The Ukraine is a tough situation in many respects. For one thing half the country is ethnic Russian. the Crimea region is actually part of old Russia and was so up until the 1950s. The Russians have agreements in place to have their Black Sea fleet and bases in Crimea. In the eyes of the Russian people they are protecting their interests in the Region. 

On the other hand Ukraine was falling apart economically before the ouster of the head of state. Was he a Russian puppet? most likely yes. Was he elected? Yes. Did his own party turn on him as the violence escalated? YES. 

Consider also the country of Georgia. The Russians moved in there as well a few years back. Everyone got their backs all bowed up and then cooler heads prevailed. Russia wants to rebuild the old empire (USSR) and this is a popular thing with the Russian people. Putin in their eyes is a savior not a tyrant. 

Can we afford to get involved in a shooting war with Russia? Only if we welcome WW3. If you look at the former Soviet Satellite countries you will find they have nice little armies that are more border guards than hardened fighting troops. If the Russians decide to overrun them what are they going to do. I know they will get a very stern letter from our man in charge. I am sure that will put Putin on the edge of his seat. 

We have ti remember when you go into an area like this you are the invader. You are now fighting on their HOME ground. that is not a fun place to be. If the Russians stay within the area of the Crimea (which I expect they will) we are pretty much shot down trying to stop them.
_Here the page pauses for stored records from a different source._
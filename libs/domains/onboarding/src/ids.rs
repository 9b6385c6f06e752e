//! Job id scheme.
//!
//! A job id is `<key>-<suffix>`: the source user id reduced to
//! `[A-Za-z0-9_-]` (at most 64 characters, `anon` when nothing is left)
//! followed by a 10 character alphanumeric random suffix. The key makes a
//! queued job traceable to the user it was built for; the suffix keeps
//! redelivered inserts distinguishable.

use rand::distr::Alphanumeric;
use rand::Rng;
use std::collections::HashSet;

pub const MAX_KEY_LEN: usize = 64;
pub const SUFFIX_LEN: usize = 10;

/// Reduce a source key to the characters allowed in a job id.
pub fn sanitize_key(key: &str) -> String {
    let sanitized: String = key
        .chars()
        .filter(|c| c.is_ascii_alphanumeric() || *c == '-' || *c == '_')
        .take(MAX_KEY_LEN)
        .collect();

    if sanitized.is_empty() {
        "anon".to_string()
    } else {
        sanitized
    }
}

pub fn random_suffix() -> String {
    rand::rng()
        .sample_iter(&Alphanumeric)
        .take(SUFFIX_LEN)
        .map(char::from)
        .collect()
}

/// Hands out job ids that are unique for the lifetime of the allocator.
///
/// One allocator is used per fan-out invocation, so ids never repeat within
/// a batch-submit call.
#[derive(Debug, Default)]
pub struct JobIdAllocator {
    issued: HashSet<String>,
}

impl JobIdAllocator {
    pub fn new() -> Self {
        Self::default()
    }

    pub fn allocate(&mut self, key: &str) -> String {
        self.allocate_with(key, random_suffix)
    }

    fn allocate_with(&mut self, key: &str, mut suffix: impl FnMut() -> String) -> String {
        let key = sanitize_key(key);
        loop {
            let id = format!("{}-{}", key, suffix());
            if self.issued.insert(id.clone()) {
                return id;
            }
        }
    }

    pub fn len(&self) -> usize {
        self.issued.len()
    }

    pub fn is_empty(&self) -> bool {
        self.issued.is_empty()
    }
}

#[cfg(test)]
mod tests {
    use super::*;

    #[test]
    fn test_sanitize_key() {
        assert_eq!(sanitize_key("3f2a-b_c"), "3f2a-b_c");
        assert_eq!(sanitize_key("users:42/ñ"), "users42");
        assert_eq!(sanitize_key("::"), "anon");
        assert_eq!(sanitize_key(&"a".repeat(100)).len(), MAX_KEY_LEN);
    }

    #[test]
    fn test_random_suffix_shape() {
        let suffix = random_suffix();
        assert_eq!(suffix.len(), SUFFIX_LEN);
        assert!(suffix.chars().all(|c| c.is_ascii_alphanumeric()));
    }

    #[test]
    fn test_allocate_format() {
        let mut ids = JobIdAllocator::new();
        let id = ids.allocate("u-1");

        assert!(id.starts_with("u-1-"));
        assert_eq!(id.len(), "u-1-".len() + SUFFIX_LEN);
        assert_eq!(ids.len(), 1);
    }

    #[test]
    fn test_collision_regenerates() {
        let mut ids = JobIdAllocator::new();
        let mut suffixes = vec!["BBBBBBBBBB", "AAAAAAAAAA", "AAAAAAAAAA"].into_iter();
        // Popped from the back: A, A, B
        let mut next = move || suffixes.next_back().unwrap().to_string();

        let first = ids.allocate_with("u-1", &mut next);
        let second = ids.allocate_with("u-1", &mut next);

        assert_eq!(first, "u-1-AAAAAAAAAA");
        assert_eq!(second, "u-1-BBBBBBBBBB");
        assert_eq!(ids.len(), 2);
    }
}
Don't expect the Euros to do much other than talk. NATO without the US is a joke. 

No one can afford to have another big war. You are now talking about a DEPRESSION beyond anything any of us can comprehend. The one starting in 1929 would look like a bump in the road.


----------



## LincTex

GrinnanBarrett said:


> I know they will get a very stern letter from our man in charge. I am sure that will put Putin on the edge of his seat. ... Don't expect the Euros to do much other than talk. NATO without the US is a joke.
> 
> No one can afford to have another big war. You are now talking about a DEPRESSION beyond anything any of us can comprehend.


And knowing this.... might make some various country's borders interesting in the next few years. No one wants any wars.. no one can afford any wars.

I wonder if there will be more "simple land grabs" to come? 
It's funny how easily Crimea became a part of Russia again.


----------



## Viking

Our so called "Leaders" ignore what George Washington warned this nation in his time and is so fitting for all times, especially in these days, "Beware of foreign entanglements." So what do we have? Kerry and McCain saying we should be doing something about the Ukraine situation, Kerry saying we will "Loan" $1 billion dollars to them. It's almost as if Obama wants a war that's his, something he can have his brand on, meanwhile our troupes are tired from multiple tours in Iraq and Afghanistan. Like the old song says "When will we ever learn."


----------



## Dakine

I think whether or not someone on YouTube is right, or if they are crackpot making wild guesses by the seat of their pants would depend on how they get and process the information leading to those "predictions", and what their track record is, being right or not, and what kind of skin do they have in the game.

I recall one person in comments after a Peter Schiff interview saying of course he's going to try to scare everyone into buying Gold and Silver, because that's what he does, he sells Gold and Silver. Is that the only motivation for his radio show, his podcasts and whatever else he does? maybe... I dunno.

I also recall that Matt Drudge... The Drudge Report scooped the entire world on breaking the Monica Lewinsky story. Until then, "bloggers" were just crackpots with a wider audience than the guy at the local bar. Bloggers even get a seat at the table in the White House press room now.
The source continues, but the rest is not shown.